§ **RECORDS FOR THE TASK**:
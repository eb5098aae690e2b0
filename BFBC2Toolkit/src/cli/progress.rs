//! CLI progress display utilities
//!
//! Step indicators with emojis plus the bar and spinner styles shared by the
//! archive and conversion commands.

use std::time::Duration;

use console::{Emoji, style};
use indicatif::{HumanDuration, ProgressBar, ProgressStyle};

use frostpak::fbrb::FbrbProgress;

// Emoji with ASCII fallbacks for terminals without emoji support

/// Package - for unpacking/packing operations
pub static PACKAGE: Emoji<'_, '_> = Emoji("📦 ", "");
/// Broom - for cleanup
pub static BROOM: Emoji<'_, '_> = Emoji("🧹 ", "");
/// Gear - for conversion operations
pub static GEAR: Emoji<'_, '_> = Emoji("⚙️  ", "");
/// Snake - for interpreter operations
pub static SNAKE: Emoji<'_, '_> = Emoji("🐍 ", "");
/// Sparkles - for completion
pub static SPARKLE: Emoji<'_, '_> = Emoji("✨ ", "");

/// Print a step indicator: `[1/3] 📦 Message...`
pub fn print_step(current: usize, total: usize, emoji: Emoji, msg: &str) {
    println!(
        "{} {}{}",
        style(format!("[{current}/{total}]")).bold().dim(),
        emoji,
        msg
    );
}

/// Print completion message: `✨ Done in 2s`
pub fn print_done(elapsed: Duration) {
    println!("{} Done in {}", SPARKLE, HumanDuration(elapsed));
}

/// Progress bar style with percentage
///
/// Format: `Extracting [########--------] 50/100 (50%)`
///
/// # Panics
/// Panics if the template string is invalid (this is a compile-time constant).
#[must_use]
pub fn bar_style() -> ProgressStyle {
    ProgressStyle::default_bar()
        .template("{msg} [{bar:40.cyan/blue}] {pos}/{len} ({percent}%)")
        .expect("valid template")
        .progress_chars("##-")
}

/// Create a simple spinner
///
/// # Panics
/// Panics if the template string is invalid (this is a compile-time constant).
#[must_use]
pub fn simple_spinner(msg: &str) -> ProgressBar {
    let pb = ProgressBar::new_spinner();
    pb.set_style(
        ProgressStyle::default_spinner()
            .template("{spinner:.cyan} {msg}")
            .expect("valid template"),
    );
    pb.set_message(msg.to_string());
    pb.enable_steady_tick(Duration::from_millis(100));
    pb
}

/// Create a simple progress bar
#[must_use]
pub fn simple_bar(total: u64, msg: &str) -> ProgressBar {
    let pb = ProgressBar::new(total);
    pb.set_style(bar_style());
    pb.set_message(msg.to_string());
    pb
}

/// Bar driven by FBRB progress events; hidden when `quiet`
#[must_use]
pub fn fbrb_bar(quiet: bool) -> ProgressBar {
    if quiet {
        ProgressBar::hidden()
    } else {
        simple_bar(0, "")
    }
}

/// Apply an FBRB progress event to a bar
pub fn update_fbrb_bar(pb: &ProgressBar, progress: &FbrbProgress) {
    pb.set_length(progress.total as u64);
    pb.set_position(progress.current as u64);
    match &progress.current_file {
        Some(name) => pb.set_message(format!("{}: {name}", progress.phase.as_str())),
        None => pb.set_message(progress.phase.as_str()),
    }
}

§ **YOUR ASSIGNMENT**: The listing above should be transcribed in full, exactly as written.

§ **EXERCISE RESPONSE**:
repository eb5098aae690e2b0
filename BFBC2Toolkit/src/cli/progress.rs
//! CLI progress display utilities
//!
//! Step indicators with emojis plus the bar and spinner styles shared by the
//! archive and conversion commands.

use std::time::Duration;

use console::{Emoji, style};
use indicatif::{HumanDuration, ProgressBar, ProgressStyle};

use frostpak::fbrb::FbrbProgress;

// Emoji with ASCII fallbacks for terminals without emoji support

/// Package - for unpacking/packing operations
pub static PACKAGE: Emoji<'_, '_> = Emoji("📦 ", "");
/// Broom - for cleanup
pub static BROOM: Emoji<'_, '_> = Emoji("🧹 ", "");
/// Gear - for conversion operations
pub static GEAR: Emoji<'_, '_> = Emoji("⚙️  ", "");
/// Snake - for interpreter operations
pub static SNAKE: Emoji<'_, '_> = Emoji("🐍 ", "");
/// Sparkles - for completion
pub static SPARKLE: Emoji<'_, '_> = Emoji("✨ ", "");

/// Print a step indicator: `[1/3] 📦 Message...`
pub fn print_step(current: usize, total: usize, emoji: Emoji, msg: &str) {
    println!(
        "{} {}{}",
        style(format!("[{current}/{total}]")).bold().dim(),
        emoji,
        msg
    );
}

/// Print completion message: `✨ Done in 2s`
pub fn print_done(elapsed: Duration) {
    println!("{} Done in {}", SPARKLE, HumanDuration(elapsed));
}

/// Progress bar style with percentage
///
/// Format: `Extracting [########--------] 50/100 (50%)`
///
/// # Panics
/// Panics if the template string is invalid (this is a compile-time constant).
#[must_use]
pub fn bar_style() -> ProgressStyle {
    ProgressStyle::default_bar()
        .template("{msg} [{bar:40.cyan/blue}] {pos}/{len} ({percent}%)")
        .expect("valid template")
        .progress_chars("##-")
}

/// Create a simple spinner
///
/// # Panics
/// Panics if the template string is invalid (this is a compile-time constant).
#[must_use]
pub fn simple_spinner(msg: &str) -> ProgressBar {
    let pb = ProgressBar::new_spinner();
    pb.set_style(
        ProgressStyle::default_spinner()
            .template("{spinner:.cyan} {msg}")
            .expect("valid template"),
    );
    pb.set_message(msg.to_string());
    pb.enable_steady_tick(Duration::from_millis(100));
    pb
}

/// Create a simple progress bar
#[must_use]
pub fn simple_bar(total: u64, msg: &str) -> ProgressBar {
    let pb = ProgressBar::new(total);
    pb.set_style(bar_style());
    pb.set_message(msg.to_string());
    pb
}

/// Bar driven by FBRB progress events; hidden when `quiet`
#[must_use]
pub fn fbrb_bar(quiet: bool) -> ProgressBar {
    if quiet {
        ProgressBar::hidden()
    } else {
        simple_bar(0, "")
    }
}

/// Apply an FBRB progress event to a bar
pub fn update_fbrb_bar(pb: &ProgressBar, progress: &FbrbProgress) {
    pb.set_length(progress.total as u64);
    pb.set_position(progress.current as u64);
    match &progress.current_file {
        Some(name) => pb.set_message(format!("{}: {name}", progress.phase.as_str())),
        None => pb.set_message(progress.phase.as_str()),
    }
}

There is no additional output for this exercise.